■ Collected data
○ ○ ○ ○ ○ ○ ○
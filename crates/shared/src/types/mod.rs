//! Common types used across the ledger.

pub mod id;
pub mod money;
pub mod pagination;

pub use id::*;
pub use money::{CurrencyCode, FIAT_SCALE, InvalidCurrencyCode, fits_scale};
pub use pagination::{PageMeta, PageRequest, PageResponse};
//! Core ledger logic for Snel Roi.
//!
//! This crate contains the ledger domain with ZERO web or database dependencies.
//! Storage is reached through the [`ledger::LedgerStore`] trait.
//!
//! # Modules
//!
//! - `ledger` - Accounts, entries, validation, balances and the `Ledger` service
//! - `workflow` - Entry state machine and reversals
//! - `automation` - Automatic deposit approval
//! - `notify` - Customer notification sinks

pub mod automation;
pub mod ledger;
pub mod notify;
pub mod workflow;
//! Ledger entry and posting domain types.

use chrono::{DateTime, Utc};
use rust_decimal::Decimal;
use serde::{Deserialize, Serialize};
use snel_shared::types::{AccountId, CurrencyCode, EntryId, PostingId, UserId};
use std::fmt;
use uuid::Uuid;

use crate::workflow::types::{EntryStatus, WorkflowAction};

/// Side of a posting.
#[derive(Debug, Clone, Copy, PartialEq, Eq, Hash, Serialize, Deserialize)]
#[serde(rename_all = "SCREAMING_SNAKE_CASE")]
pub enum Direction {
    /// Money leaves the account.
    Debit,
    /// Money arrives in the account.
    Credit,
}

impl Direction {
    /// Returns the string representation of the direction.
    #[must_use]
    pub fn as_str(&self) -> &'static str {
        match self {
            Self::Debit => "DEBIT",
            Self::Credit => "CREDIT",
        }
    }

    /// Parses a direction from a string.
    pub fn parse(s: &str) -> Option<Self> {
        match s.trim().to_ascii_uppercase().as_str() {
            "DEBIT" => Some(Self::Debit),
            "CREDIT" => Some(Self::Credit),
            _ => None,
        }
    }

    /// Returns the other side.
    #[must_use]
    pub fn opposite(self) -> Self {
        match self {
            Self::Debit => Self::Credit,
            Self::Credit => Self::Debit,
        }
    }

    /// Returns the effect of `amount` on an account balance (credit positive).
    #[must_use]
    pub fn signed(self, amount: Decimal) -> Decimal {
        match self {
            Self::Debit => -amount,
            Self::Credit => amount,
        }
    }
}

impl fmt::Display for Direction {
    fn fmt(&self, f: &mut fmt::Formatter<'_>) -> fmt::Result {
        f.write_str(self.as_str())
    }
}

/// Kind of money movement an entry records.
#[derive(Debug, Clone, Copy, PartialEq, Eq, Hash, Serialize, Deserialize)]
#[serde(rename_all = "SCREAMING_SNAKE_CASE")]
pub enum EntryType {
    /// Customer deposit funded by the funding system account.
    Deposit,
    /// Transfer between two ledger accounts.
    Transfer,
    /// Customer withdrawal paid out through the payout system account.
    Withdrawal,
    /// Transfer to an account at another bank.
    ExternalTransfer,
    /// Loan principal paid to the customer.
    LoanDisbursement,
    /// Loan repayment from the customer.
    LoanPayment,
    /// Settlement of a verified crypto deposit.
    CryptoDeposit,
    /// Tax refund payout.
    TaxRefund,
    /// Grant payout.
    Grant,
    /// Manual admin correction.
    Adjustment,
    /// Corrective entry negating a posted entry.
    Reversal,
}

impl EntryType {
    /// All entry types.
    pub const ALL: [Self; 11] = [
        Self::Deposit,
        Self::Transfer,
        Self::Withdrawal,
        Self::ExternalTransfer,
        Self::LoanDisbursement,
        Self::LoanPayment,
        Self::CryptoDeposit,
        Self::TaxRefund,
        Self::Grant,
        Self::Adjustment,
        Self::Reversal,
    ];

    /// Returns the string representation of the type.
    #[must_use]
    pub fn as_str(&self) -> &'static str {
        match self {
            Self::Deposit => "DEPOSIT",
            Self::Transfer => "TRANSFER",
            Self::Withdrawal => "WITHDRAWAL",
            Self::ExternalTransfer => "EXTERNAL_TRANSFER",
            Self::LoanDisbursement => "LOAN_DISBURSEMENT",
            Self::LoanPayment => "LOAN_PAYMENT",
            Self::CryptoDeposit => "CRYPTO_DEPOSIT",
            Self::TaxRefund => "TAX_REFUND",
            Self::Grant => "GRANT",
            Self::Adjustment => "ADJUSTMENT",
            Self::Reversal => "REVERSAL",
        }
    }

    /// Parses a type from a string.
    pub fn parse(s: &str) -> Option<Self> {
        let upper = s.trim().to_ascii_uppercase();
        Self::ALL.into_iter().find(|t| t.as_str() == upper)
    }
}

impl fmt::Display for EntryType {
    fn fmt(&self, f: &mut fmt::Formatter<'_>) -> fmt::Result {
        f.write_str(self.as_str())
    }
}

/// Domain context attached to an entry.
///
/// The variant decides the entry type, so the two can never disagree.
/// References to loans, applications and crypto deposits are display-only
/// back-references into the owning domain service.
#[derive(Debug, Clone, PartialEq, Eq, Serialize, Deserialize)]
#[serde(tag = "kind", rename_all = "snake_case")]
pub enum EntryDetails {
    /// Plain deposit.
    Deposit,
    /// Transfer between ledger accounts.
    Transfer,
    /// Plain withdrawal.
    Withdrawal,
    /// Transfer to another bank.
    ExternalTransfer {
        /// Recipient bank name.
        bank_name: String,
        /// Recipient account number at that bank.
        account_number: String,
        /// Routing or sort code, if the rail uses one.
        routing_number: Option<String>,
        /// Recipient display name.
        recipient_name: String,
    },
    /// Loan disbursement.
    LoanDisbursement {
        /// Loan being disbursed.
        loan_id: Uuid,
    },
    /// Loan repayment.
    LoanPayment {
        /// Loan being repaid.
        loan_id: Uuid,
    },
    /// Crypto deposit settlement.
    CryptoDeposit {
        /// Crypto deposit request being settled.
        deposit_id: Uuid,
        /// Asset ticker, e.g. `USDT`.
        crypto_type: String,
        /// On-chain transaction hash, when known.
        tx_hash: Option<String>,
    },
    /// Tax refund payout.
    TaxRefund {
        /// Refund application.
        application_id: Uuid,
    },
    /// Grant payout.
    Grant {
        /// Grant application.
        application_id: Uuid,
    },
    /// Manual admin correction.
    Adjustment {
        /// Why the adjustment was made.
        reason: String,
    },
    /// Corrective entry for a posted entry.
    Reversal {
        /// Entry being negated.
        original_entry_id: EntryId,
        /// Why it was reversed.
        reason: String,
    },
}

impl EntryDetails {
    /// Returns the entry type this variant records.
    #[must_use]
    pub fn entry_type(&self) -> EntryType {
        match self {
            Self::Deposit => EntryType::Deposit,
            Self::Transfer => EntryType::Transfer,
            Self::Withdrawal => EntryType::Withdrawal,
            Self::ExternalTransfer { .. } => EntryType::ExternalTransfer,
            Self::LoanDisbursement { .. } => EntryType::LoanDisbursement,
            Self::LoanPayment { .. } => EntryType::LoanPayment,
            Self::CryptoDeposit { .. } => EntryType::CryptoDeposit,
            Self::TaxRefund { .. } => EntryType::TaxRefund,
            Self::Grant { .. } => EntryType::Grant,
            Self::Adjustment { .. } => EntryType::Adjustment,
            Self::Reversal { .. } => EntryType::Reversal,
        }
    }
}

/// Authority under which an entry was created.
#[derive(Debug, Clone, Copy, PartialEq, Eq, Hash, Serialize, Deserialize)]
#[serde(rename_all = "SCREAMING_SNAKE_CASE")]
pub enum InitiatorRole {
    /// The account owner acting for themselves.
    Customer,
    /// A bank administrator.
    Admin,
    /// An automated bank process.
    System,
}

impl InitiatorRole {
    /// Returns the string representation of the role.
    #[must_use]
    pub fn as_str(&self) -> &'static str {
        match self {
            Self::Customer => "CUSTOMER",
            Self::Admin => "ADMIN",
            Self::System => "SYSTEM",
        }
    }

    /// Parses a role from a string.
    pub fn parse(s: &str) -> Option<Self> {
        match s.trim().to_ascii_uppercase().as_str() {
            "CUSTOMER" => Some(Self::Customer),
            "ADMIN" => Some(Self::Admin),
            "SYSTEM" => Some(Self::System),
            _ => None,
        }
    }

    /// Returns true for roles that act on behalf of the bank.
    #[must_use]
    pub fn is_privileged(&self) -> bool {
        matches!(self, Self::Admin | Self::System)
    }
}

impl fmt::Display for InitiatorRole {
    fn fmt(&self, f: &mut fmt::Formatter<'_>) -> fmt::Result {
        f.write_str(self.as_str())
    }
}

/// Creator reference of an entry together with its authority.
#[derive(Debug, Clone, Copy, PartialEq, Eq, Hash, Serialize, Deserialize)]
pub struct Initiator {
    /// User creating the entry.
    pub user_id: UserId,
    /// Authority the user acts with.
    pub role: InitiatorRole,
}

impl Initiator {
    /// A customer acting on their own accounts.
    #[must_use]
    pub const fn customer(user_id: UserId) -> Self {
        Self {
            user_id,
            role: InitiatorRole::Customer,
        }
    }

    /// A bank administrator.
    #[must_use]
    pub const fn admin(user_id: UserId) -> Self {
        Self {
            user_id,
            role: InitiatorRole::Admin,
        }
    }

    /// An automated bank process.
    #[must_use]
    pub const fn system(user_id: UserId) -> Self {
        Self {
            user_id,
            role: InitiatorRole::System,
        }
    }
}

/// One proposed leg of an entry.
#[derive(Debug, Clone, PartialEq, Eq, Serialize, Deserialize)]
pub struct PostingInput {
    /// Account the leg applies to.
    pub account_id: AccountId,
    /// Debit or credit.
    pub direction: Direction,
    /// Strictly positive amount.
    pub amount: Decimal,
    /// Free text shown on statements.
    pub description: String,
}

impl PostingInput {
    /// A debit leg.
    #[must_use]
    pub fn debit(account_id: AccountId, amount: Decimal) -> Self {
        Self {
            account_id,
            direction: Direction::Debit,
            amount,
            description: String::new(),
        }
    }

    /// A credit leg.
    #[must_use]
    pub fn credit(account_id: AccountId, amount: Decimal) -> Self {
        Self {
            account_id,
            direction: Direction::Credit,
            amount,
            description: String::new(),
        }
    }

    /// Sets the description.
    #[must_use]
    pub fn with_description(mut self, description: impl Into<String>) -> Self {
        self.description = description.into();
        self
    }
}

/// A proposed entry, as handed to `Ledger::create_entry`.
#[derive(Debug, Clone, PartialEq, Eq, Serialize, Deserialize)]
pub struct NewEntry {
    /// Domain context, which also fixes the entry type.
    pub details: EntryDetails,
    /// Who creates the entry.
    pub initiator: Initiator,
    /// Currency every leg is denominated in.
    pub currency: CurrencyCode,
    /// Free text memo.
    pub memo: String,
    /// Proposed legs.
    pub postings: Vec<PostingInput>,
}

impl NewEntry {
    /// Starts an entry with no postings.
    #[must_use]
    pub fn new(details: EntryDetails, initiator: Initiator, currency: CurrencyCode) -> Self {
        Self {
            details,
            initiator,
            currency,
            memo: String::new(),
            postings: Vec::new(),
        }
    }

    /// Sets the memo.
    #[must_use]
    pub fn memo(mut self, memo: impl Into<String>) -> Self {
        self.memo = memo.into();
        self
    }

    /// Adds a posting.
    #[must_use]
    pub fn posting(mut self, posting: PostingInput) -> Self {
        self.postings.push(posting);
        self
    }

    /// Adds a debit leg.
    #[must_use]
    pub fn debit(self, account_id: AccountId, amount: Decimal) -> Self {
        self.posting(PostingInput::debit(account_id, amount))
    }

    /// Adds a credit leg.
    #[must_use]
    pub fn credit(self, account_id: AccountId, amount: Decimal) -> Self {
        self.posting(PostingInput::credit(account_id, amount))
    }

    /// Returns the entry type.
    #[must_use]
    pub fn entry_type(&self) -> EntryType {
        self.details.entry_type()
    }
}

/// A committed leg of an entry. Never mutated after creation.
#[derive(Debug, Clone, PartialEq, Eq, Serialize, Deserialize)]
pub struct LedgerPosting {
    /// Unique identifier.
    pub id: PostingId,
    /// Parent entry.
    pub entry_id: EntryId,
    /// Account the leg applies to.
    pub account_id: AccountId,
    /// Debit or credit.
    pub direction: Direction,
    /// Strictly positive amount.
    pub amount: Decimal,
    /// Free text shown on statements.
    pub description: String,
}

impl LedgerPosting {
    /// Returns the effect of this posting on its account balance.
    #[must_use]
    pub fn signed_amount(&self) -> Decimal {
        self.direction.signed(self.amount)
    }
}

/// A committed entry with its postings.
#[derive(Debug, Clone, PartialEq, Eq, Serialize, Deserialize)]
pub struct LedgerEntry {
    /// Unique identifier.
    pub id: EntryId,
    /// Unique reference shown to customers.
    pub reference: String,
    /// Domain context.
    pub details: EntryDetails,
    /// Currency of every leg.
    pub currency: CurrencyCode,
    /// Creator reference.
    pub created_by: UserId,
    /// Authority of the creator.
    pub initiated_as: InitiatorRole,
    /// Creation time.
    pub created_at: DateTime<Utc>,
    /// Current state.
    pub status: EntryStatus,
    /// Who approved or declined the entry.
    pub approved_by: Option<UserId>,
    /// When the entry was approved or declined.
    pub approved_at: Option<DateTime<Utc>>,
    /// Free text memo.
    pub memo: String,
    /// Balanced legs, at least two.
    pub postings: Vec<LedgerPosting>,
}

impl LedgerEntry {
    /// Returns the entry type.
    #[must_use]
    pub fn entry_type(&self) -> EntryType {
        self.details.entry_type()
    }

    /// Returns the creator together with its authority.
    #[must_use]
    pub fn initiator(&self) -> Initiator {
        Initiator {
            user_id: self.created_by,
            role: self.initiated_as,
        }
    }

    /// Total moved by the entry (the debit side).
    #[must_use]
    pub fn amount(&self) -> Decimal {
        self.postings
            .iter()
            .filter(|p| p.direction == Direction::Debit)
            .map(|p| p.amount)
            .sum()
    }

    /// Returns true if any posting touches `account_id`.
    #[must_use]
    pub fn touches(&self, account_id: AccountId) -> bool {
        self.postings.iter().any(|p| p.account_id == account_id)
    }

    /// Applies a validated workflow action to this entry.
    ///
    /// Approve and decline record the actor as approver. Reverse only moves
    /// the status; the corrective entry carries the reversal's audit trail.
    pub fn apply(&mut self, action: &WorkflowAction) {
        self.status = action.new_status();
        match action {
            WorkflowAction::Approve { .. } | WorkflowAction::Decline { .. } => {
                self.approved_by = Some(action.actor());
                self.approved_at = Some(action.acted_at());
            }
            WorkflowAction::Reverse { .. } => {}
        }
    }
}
○ ○ ○ ○ ○ ○ ○
■ Task statement
Tally the lines in the records that contain "CryptoDeposit", then give only the tally.

■ Result for this exercise
5